His music, as much as his life, has always been connected to his roots and “unconventional island upbringing” (as he explained in a recent interview on Radio Orkney). Merlyn has grown fond of his Orkney and Celtic background and has cast his creative gaze even further, across the North Sea towards Scandinavia and the Arctic Region, becoming an expert in Sami joik music.
This is the Corner of a Larger Field is all this and even more because Merlyn didn’t end his music exploration above the 58th parallel North, but has also refined his repertoire enough to relate to West African sounds and to investigate the relationship between music and nature on a continent a world away from the frozen north.

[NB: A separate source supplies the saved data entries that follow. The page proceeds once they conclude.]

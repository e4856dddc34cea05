//! The rubric registry: assignment identifier → (display label, rubric).
//!
//! Adding an assignment means registering an entry here, not branching in the
//! dispatcher. The built-in catalog covers the course's nine assignments;
//! hosts may merge extra labels from a JSON array or a CSV export at startup,
//! which route to the generic project-outline rubric.

use std::io::Read;

use serde::{Deserialize, Serialize};

use super::super::domain::AssignmentId;
use super::scorers;
use super::{Criterion, Rubric};

/// Catalog row exposed to the presentation layer for its assignment picker.
#[derive(Debug, Clone, PartialEq, Eq, Serialize)]
pub struct AssignmentView {
    pub id: AssignmentId,
    pub label: String,
    pub max_points: u16,
}

pub(crate) struct CatalogEntry {
    id: AssignmentId,
    label: String,
    rubric: Rubric,
}

impl CatalogEntry {
    pub(crate) fn label(&self) -> &str {
        &self.label
    }

    pub(crate) fn rubric(&self) -> &Rubric {
        &self.rubric
    }
}

/// Failure to read one of the optional catalog extension sources.
#[derive(Debug, thiserror::Error)]
pub enum CatalogError {
    #[error("catalog JSON must be an array of assignment labels: {0}")]
    Json(#[from] serde_json::Error),
    #[error("catalog CSV is unreadable: {0}")]
    Csv(#[from] csv::Error),
}

/// Immutable after startup; looked up by canonical id only. Labels are
/// display-only and resolve solely via exact match.
pub struct RubricCatalog {
    entries: Vec<CatalogEntry>,
}

impl RubricCatalog {
    /// The course's built-in assignments. Each rubric totals 100 points.
    pub fn builtin() -> Self {
        let mut catalog = Self {
            entries: Vec::new(),
        };

        catalog.register(
            AssignmentId::new("practico-1"),
            "Práctico N° 1 — IA en la escritura del proyecto",
            project_outline_rubric(),
        );
        // Same rubric logic registered under a second identifier; the course
        // ran two variants of the first assignment.
        catalog.register(
            AssignmentId::new("practico-1-variante"),
            "Práctico N° 1 — IA en la escritura del proyecto (variante)",
            project_outline_rubric(),
        );
        catalog.register(
            AssignmentId::new("practico-2"),
            "Práctico N° 2 — Establecimiento de Métodos de Recolección de Datos y Tipos de Muestreos. Tamaño de muestra",
            methods_and_sampling_rubric(),
        );
        catalog.register(
            AssignmentId::new("practico-3"),
            "Práctico N° 3 — Operacionalización de Variables y Determinación de Métodos de Análisis de Datos",
            operationalization_rubric(),
        );
        catalog.register(
            AssignmentId::new("practico-4"),
            "Práctico N° 4 — Introducción + Marco teórico + Búsqueda (≈500 palabras en total)",
            introduction_and_theory_rubric(),
        );
        catalog.register(
            AssignmentId::new("modulo-5"),
            "Trabajo práctico Módulo 5 — Mendeley: citas en Word y bibliografía",
            citations_rubric(),
        );
        catalog.register(
            AssignmentId::new("modulo-6"),
            "Trabajo práctico Módulo 6 — Estilos de Word e índice automático",
            styles_and_index_rubric(),
        );
        catalog.register(
            AssignmentId::new("practico-7"),
            "Práctico N° 7 — Análisis cuantitativo",
            quantitative_rubric(),
        );
        catalog.register(
            AssignmentId::new("practico-8"),
            "Práctico N° 8 — Análisis cualitativo",
            qualitative_rubric(),
        );

        catalog
    }

    /// Register an assignment. First registration of an id wins; later
    /// duplicates are ignored so extension sources cannot shadow built-ins.
    pub fn register(&mut self, id: AssignmentId, label: impl Into<String>, rubric: Rubric) {
        let label = label.into();
        if self.get(&id).is_some() || self.entries.iter().any(|entry| entry.label == label) {
            return;
        }
        self.entries.push(CatalogEntry { id, label, rubric });
    }

    pub(crate) fn get(&self, id: &AssignmentId) -> Option<&CatalogEntry> {
        self.entries.iter().find(|entry| entry.id == *id)
    }

    /// Resolve either a canonical id or an exact display label.
    pub fn resolve(&self, raw: &str) -> Option<AssignmentId> {
        let trimmed = raw.trim();
        self.entries
            .iter()
            .find(|entry| entry.id.as_str() == trimmed || entry.label == trimmed)
            .map(|entry| entry.id.clone())
    }

    /// The enumeration offered upstream, in registration order.
    pub fn assignments(&self) -> Vec<AssignmentView> {
        self.entries
            .iter()
            .map(|entry| AssignmentView {
                id: entry.id.clone(),
                label: entry.label.clone(),
                max_points: entry.rubric.max_points(),
            })
            .collect()
    }

    pub fn len(&self) -> usize {
        self.entries.len()
    }

    pub fn is_empty(&self) -> bool {
        self.entries.is_empty()
    }

    /// Merge extra assignment labels, de-duplicated in order; each routes to
    /// the generic project-outline rubric. Returns how many were added.
    pub fn extend_with_labels<I, S>(&mut self, labels: I) -> usize
    where
        I: IntoIterator<Item = S>,
        S: AsRef<str>,
    {
        let mut added = 0;
        for label in labels {
            let label = label.as_ref().trim().to_string();
            if label.is_empty() {
                continue;
            }
            let before = self.entries.len();
            self.register(
                AssignmentId::from_label(&label),
                label,
                project_outline_rubric(),
            );
            if self.entries.len() > before {
                added += 1;
            }
        }
        added
    }

    /// Merge labels from a JSON array (the `GRADER_CATALOG_JSON` shape).
    pub fn extend_from_json(&mut self, json: &str) -> Result<usize, CatalogError> {
        let labels: Vec<String> = serde_json::from_str(json)?;
        Ok(self.extend_with_labels(labels))
    }

    /// Merge labels from a CSV export with a `practico` column.
    pub fn extend_from_csv<R: Read>(&mut self, reader: R) -> Result<usize, CatalogError> {
        #[derive(Debug, Deserialize)]
        struct CatalogRow {
            practico: String,
        }

        let mut csv_reader = csv::ReaderBuilder::new()
            .trim(csv::Trim::All)
            .from_reader(reader);

        let mut labels = Vec::new();
        for row in csv_reader.deserialize::<CatalogRow>() {
            labels.push(row?.practico);
        }
        Ok(self.extend_with_labels(labels))
    }
}

impl Default for RubricCatalog {
    fn default() -> Self {
        Self::builtin()
    }
}

fn project_outline_rubric() -> Rubric {
    Rubric::new(
        vec![
            Criterion::new("Tema y Título", 20, scorers::topic_and_title),
            Criterion::new("Paradigma", 15, scorers::paradigm),
            Criterion::new("Pregunta de investigación", 20, scorers::research_question),
            Criterion::new("Objetivos", 30, scorers::objectives),
            Criterion::new("Hipótesis (si corresponde)", 15, scorers::hypothesis),
        ],
        "Se evaluó la presencia de secciones fundamentales de un anteproyecto.",
    )
}

fn methods_and_sampling_rubric() -> Rubric {
    Rubric::new(
        vec![
            Criterion::new("Métodos de recolección de datos", 35, scorers::collection_methods),
            Criterion::new("Tipos de muestreo", 35, scorers::sampling_types),
            Criterion::new("Tamaño de muestra", 30, scorers::sample_size),
        ],
        "Se evaluó la definición de métodos de recolección, muestreo y tamaño de muestra.",
    )
}

fn operationalization_rubric() -> Rubric {
    Rubric::new(
        vec![
            Criterion::new("Identificación de variables", 25, scorers::variables),
            Criterion::new("Operacionalización", 40, scorers::operationalization),
            Criterion::new("Métodos de análisis de datos", 35, scorers::analysis_methods),
        ],
        "Se evaluó la operacionalización de variables y los métodos de análisis.",
    )
}

fn introduction_and_theory_rubric() -> Rubric {
    Rubric::new(
        vec![
            Criterion::new("Extensión del texto (≈500 palabras)", 30, scorers::text_length),
            Criterion::new("Introducción", 20, scorers::introduction),
            Criterion::new("Marco teórico", 25, scorers::theory_framework),
            Criterion::new("Búsqueda bibliográfica", 25, scorers::literature_search),
        ],
        "Se evaluó la extensión y la estructura de la introducción, el marco teórico y la búsqueda.",
    )
}

fn citations_rubric() -> Rubric {
    Rubric::new(
        vec![
            Criterion::new(
                "Citas en el texto (autor, año)",
                45,
                scorers::inline_citation_density,
            ),
            Criterion::new("Sección de bibliografía", 35, scorers::bibliography_section),
            Criterion::new("Uso del gestor Mendeley", 20, scorers::mendeley_usage),
        ],
        "Se evaluó el uso de citas con formato autor-año y la sección de bibliografía.",
    )
}

fn styles_and_index_rubric() -> Rubric {
    Rubric::new(
        vec![
            Criterion::new("Jerarquía de estilos de título", 50, scorers::heading_hierarchy),
            Criterion::new("Índice automático", 50, scorers::automatic_index),
        ],
        "Se evaluó la aplicación de estilos de título y la generación del índice automático.",
    )
}

fn quantitative_rubric() -> Rubric {
    Rubric::new(
        vec![
            Criterion::new("Pruebas estadísticas", 40, scorers::statistical_tests),
            Criterion::new("Presentación de resultados", 30, scorers::results_presentation),
            Criterion::new("Interpretación de resultados", 30, scorers::interpretation),
        ],
        "Se evaluó la presentación e interpretación del análisis cuantitativo.",
    )
}

fn qualitative_rubric() -> Rubric {
    Rubric::new(
        vec![
            Criterion::new("Enfoque y técnica cualitativa", 35, scorers::qualitative_approach),
            Criterion::new("Codificación y categorías", 40, scorers::coding_categories),
            Criterion::new("Rigor y triangulación", 25, scorers::rigor_triangulation),
        ],
        "Se evaluó el desarrollo del análisis cualitativo.",
    )
}
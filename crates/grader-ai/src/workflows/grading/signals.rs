//! Signal extractors: derived booleans and counts feeding the criterion
//! scorers. All of them are deterministic and side-effect free, and all of
//! them degrade to coarser heuristics on flat documents instead of failing.
//!
//! Callers pass text already lower-cased by [`super::text::normalize`].

use std::sync::OnceLock;

use regex::Regex;

use super::domain::{Document, FileKind};

fn citation_pattern() -> &'static Regex {
    static PATTERN: OnceLock<Regex> = OnceLock::new();
    PATTERN.get_or_init(|| {
        // (Name, YYYY) with accented Latin letters and hyphens in the name,
        // possibly several words, and a 4-digit year starting 19 or 20.
        Regex::new(r"\(\s*[\p{L}][\p{L}\-]*(?:\s+[\p{L}][\p{L}\-]*)*\s*,\s*(?:19|20)\d{2}\s*\)")
            .expect("hard-coded citation pattern compiles")
    })
}

/// Count non-overlapping author-year citations such as `(Smith, 2020)`.
/// Used as a proxy for citation density.
pub(crate) fn inline_citations(text: &str) -> usize {
    citation_pattern().find_iter(text).count()
}

const BIBLIOGRAPHY_KEYWORDS: &[&str] = &[
    "bibliografía",
    "bibliografia",
    "referencias",
    "lista de referencias",
    "bibliography",
    "references",
    "reference list",
];

/// True when the text carries one of the known bibliography section headers.
pub(crate) fn has_bibliography_section(text: &str) -> bool {
    BIBLIOGRAPHY_KEYWORDS
        .iter()
        .any(|keyword| text.contains(keyword))
}

/// Accepted style spellings per heading level, supplied by configuration so
/// ingestion collaborators using other locales can extend them.
#[derive(Debug, Clone)]
pub struct HeadingAliases {
    level_one: Vec<String>,
    level_two: Vec<String>,
    level_three: Vec<String>,
}

impl HeadingAliases {
    pub fn new(
        level_one: Vec<String>,
        level_two: Vec<String>,
        level_three: Vec<String>,
    ) -> Self {
        let lower = |aliases: Vec<String>| {
            aliases
                .into_iter()
                .map(|alias| alias.trim().to_lowercase())
                .collect()
        };
        Self {
            level_one: lower(level_one),
            level_two: lower(level_two),
            level_three: lower(level_three),
        }
    }

    /// Hierarchy level for a raw style label, if any alias matches.
    pub fn level_of(&self, style: &str) -> Option<u8> {
        let style = style.trim().to_lowercase();
        if style.is_empty() {
            return None;
        }
        if self.level_one.iter().any(|alias| *alias == style) {
            Some(1)
        } else if self.level_two.iter().any(|alias| *alias == style) {
            Some(2)
        } else if self.level_three.iter().any(|alias| *alias == style) {
            Some(3)
        } else {
            None
        }
    }
}

impl Default for HeadingAliases {
    fn default() -> Self {
        Self::new(
            vec!["heading 1".to_string(), "título 1".to_string()],
            vec!["heading 2".to_string(), "título 2".to_string()],
            vec!["heading 3".to_string(), "título 3".to_string()],
        )
    }
}

/// Per-level heading counts for the three hierarchy levels the rubrics track.
#[derive(Debug, Clone, Copy, Default, PartialEq, Eq)]
pub(crate) struct HeadingTally {
    pub(crate) level_one: usize,
    pub(crate) level_two: usize,
    pub(crate) level_three: usize,
}

impl HeadingTally {
    fn bump(&mut self, level: u8) {
        match level {
            1 => self.level_one += 1,
            2 => self.level_two += 1,
            _ => self.level_three += 1,
        }
    }

    /// How many of the three levels have at least one heading.
    pub(crate) fn levels_present(&self) -> usize {
        [self.level_one, self.level_two, self.level_three]
            .iter()
            .filter(|count| **count > 0)
            .count()
    }

    pub(crate) fn total(&self) -> usize {
        self.level_one + self.level_two + self.level_three
    }
}

fn numbered_heading_pattern() -> &'static Regex {
    static PATTERN: OnceLock<Regex> = OnceLock::new();
    PATTERN.get_or_init(|| {
        Regex::new(r"^(\d+(?:\.\d+)*)[.)]?\s+\S").expect("hard-coded numbering pattern compiles")
    })
}

// Coarse stand-in for style information on flat sources: numbered lines map
// depth to level, and short all-caps lines count as top-level headings.
fn flat_heading_level(line: &str) -> Option<u8> {
    let trimmed = line.trim();
    if trimmed.chars().count() < 3 || trimmed.chars().count() > 80 {
        return None;
    }
    if trimmed.ends_with('.') {
        return None;
    }

    if let Some(captures) = numbered_heading_pattern().captures(trimmed) {
        let depth = captures[1].matches('.').count() + 1;
        return Some(depth.min(3) as u8);
    }

    let letters: Vec<char> = trimmed.chars().filter(|c| c.is_alphabetic()).collect();
    if letters.len() >= 4 && letters.iter().all(|c| c.is_uppercase()) {
        return Some(1);
    }

    None
}

/// Count headings per hierarchy level. Structured documents are matched on
/// their style labels; flat documents fall back to line heuristics.
pub(crate) fn heading_tally(document: &Document, aliases: &HeadingAliases) -> HeadingTally {
    let mut tally = HeadingTally::default();

    match document.file_kind {
        FileKind::Structured => {
            for paragraph in &document.paragraphs {
                if let Some(level) = aliases.level_of(&paragraph.style) {
                    tally.bump(level);
                }
            }
        }
        FileKind::Flat => {
            for line in document.plain_text.lines() {
                if let Some(level) = flat_heading_level(line) {
                    tally.bump(level);
                }
            }
        }
    }

    tally
}

const TOC_KEYWORDS: &[&str] = &[
    "índice",
    "indice",
    "tabla de contenido",
    "tabla de contenidos",
    "table of contents",
];

const TOC_LITERALS: &[&str] = &["contents", "table of contents", "índice", "indice"];

/// True when the text names a table of contents, or (structured sources) when
/// some paragraph is literally a "Contents"/"Índice" marker.
pub(crate) fn has_table_of_contents(document: &Document, text: &str) -> bool {
    if TOC_KEYWORDS.iter().any(|keyword| text.contains(keyword)) {
        return true;
    }

    document.file_kind == FileKind::Structured
        && document.paragraphs.iter().any(|paragraph| {
            let lowered = paragraph.text.trim().to_lowercase();
            TOC_LITERALS.iter().any(|literal| lowered.contains(literal))
        })
}

fn word_pattern() -> &'static Regex {
    static PATTERN: OnceLock<Regex> = OnceLock::new();
    PATTERN.get_or_init(|| Regex::new(r"[\p{L}\p{N}]+").expect("hard-coded word pattern compiles"))
}

pub(crate) fn word_count(text: &str) -> usize {
    word_pattern().find_iter(text).count()
}

/// Tokenize and check the count against an inclusive band.
pub(crate) fn word_count_in_range(text: &str, min: usize, max: usize) -> (usize, bool) {
    let count = word_count(text);
    (count, count >= min && count <= max)
}

/// Word count of the span following a heading whose text matches `marker`,
/// up to the first later heading that opens an unrelated section. `None` when
/// no such heading exists (flat sources, or the section is simply missing).
pub(crate) fn section_word_count(
    document: &Document,
    aliases: &HeadingAliases,
    marker: &str,
    continuation_markers: &[&str],
) -> Option<usize> {
    let start = document.paragraphs.iter().position(|paragraph| {
        aliases.level_of(&paragraph.style).is_some()
            && paragraph.text.to_lowercase().contains(marker)
    })?;

    let mut words = 0;
    for paragraph in &document.paragraphs[start + 1..] {
        if aliases.level_of(&paragraph.style).is_some() {
            let lowered = paragraph.text.to_lowercase();
            let continues = continuation_markers
                .iter()
                .any(|continuation| lowered.contains(continuation));
            if !continues {
                break;
            }
        }
        words += word_count(&paragraph.text);
    }

    Some(words)
}
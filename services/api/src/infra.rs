use std::collections::HashMap;
use std::fs::File;
use std::sync::atomic::AtomicBool;
use std::sync::{Arc, Mutex};

use chrono::NaiveDate;
use metrics_exporter_prometheus::PrometheusHandle;
use tracing::info;

use grader_ai::config::AppConfig;
use grader_ai::error::AppError;
use grader_ai::workflows::grading::{
    EngineConfig, EvaluationEngine, FeedbackEmail, NotificationPublisher, NotifyError,
    RepositoryError, RubricCatalog, SubmissionId, SubmissionRecord, SubmissionRepository,
};

#[derive(Clone)]
pub(crate) struct AppState {
    pub(crate) readiness: Arc<AtomicBool>,
    pub(crate) metrics: Arc<PrometheusHandle>,
}

/// Build the evaluation engine from configuration: the built-in catalog plus
/// whatever extension sources the deployment provides.
pub(crate) fn build_engine(config: &AppConfig) -> Result<EvaluationEngine, AppError> {
    let mut catalog = RubricCatalog::builtin();

    if let Some(json) = &config.catalog.extra_json {
        let added = catalog.extend_from_json(json)?;
        info!(added, "assignment catalog extended from JSON");
    }
    if let Some(path) = &config.catalog.csv_path {
        let file = File::open(path)?;
        let added = catalog.extend_from_csv(file)?;
        info!(added, path = %path.display(), "assignment catalog extended from CSV");
    }

    Ok(EvaluationEngine::new(catalog, EngineConfig::default()))
}

#[derive(Default, Clone)]
pub(crate) struct InMemorySubmissionRepository {
    records: Arc<Mutex<HashMap<SubmissionId, SubmissionRecord>>>,
}

impl SubmissionRepository for InMemorySubmissionRepository {
    fn insert(&self, record: SubmissionRecord) -> Result<SubmissionRecord, RepositoryError> {
        let mut guard = self.records.lock().expect("repository mutex poisoned");
        if guard.contains_key(&record.submission_id) {
            return Err(RepositoryError::Conflict);
        }
        guard.insert(record.submission_id.clone(), record.clone());
        Ok(record)
    }

    fn update(&self, record: SubmissionRecord) -> Result<(), RepositoryError> {
        let mut guard = self.records.lock().expect("repository mutex poisoned");
        if guard.contains_key(&record.submission_id) {
            guard.insert(record.submission_id.clone(), record);
            Ok(())
        } else {
            Err(RepositoryError::NotFound)
        }
    }

    fn fetch(&self, id: &SubmissionId) -> Result<Option<SubmissionRecord>, RepositoryError> {
        let guard = self.records.lock().expect("repository mutex poisoned");
        Ok(guard.get(id).cloned())
    }

    fn recent(&self, limit: usize) -> Result<Vec<SubmissionRecord>, RepositoryError> {
        let guard = self.records.lock().expect("repository mutex poisoned");
        Ok(guard.values().take(limit).cloned().collect())
    }
}

/// Delivery adapter chosen from configuration. The real SMTP transport is an
/// external collaborator; until it is wired in, configured deployments log the
/// hand-off and unconfigured ones surface `Disabled` so records stay `graded`.
pub(crate) enum MailAdapter {
    Log { sender: String },
    Disabled,
}

impl MailAdapter {
    pub(crate) fn from_config(config: &AppConfig) -> Self {
        match &config.smtp {
            Some(smtp) => Self::Log {
                sender: smtp.sender.clone(),
            },
            None => Self::Disabled,
        }
    }
}

impl NotificationPublisher for MailAdapter {
    fn publish(&self, email: FeedbackEmail) -> Result<(), NotifyError> {
        match self {
            MailAdapter::Log { sender } => {
                info!(from = %sender, to = %email.to, subject = %email.subject, "feedback mail dispatched");
                Ok(())
            }
            MailAdapter::Disabled => Err(NotifyError::Disabled),
        }
    }
}

pub(crate) fn parse_date(value: &str) -> Result<NaiveDate, String> {
    NaiveDate::parse_from_str(value, "%Y-%m-%d")
        .map_err(|_| format!("'{value}' is not a YYYY-MM-DD date"))
}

His songs are as close as you can get to honesty and genuineness, and they arguably should be awarded a Protected Designation of Origin certification.
Jokes apart, to better introduce you to Merlyn Driver’s new EP, we asked the man himself to tell us a bit more about its genesis and evolution.
“This Is the Corner of a Larger Field is the first collection of songs that I’ve properly recorded and released, so my main aim was to introduce people to what I’ve been doing with my music over the last five years (you can probably tell from my singing voice that I grew up surrounded by Celtic and British folk music).
Secondly, it reflects my passion for the natural world (via field recordings and lyrical content) and for musical traditions from different cultures. I’ve got an ongoing love affair with Sámi joik and one of the guest artists on the EP is the brilliant joiker Marja Mortensson, from Norway. More recently though I’ve been studying the ‘buzz aesthetic’ of musical traditions throughout Africa and this interest in multi-textured and sometimes “buzzy” sounds can be heard on some of the tracks too.
These are all influences that I want to explore more in the future, so my EP is the first step I suppose – and I’ve been delighted at the response it’s received so far (from BBC 6 Music and others)“.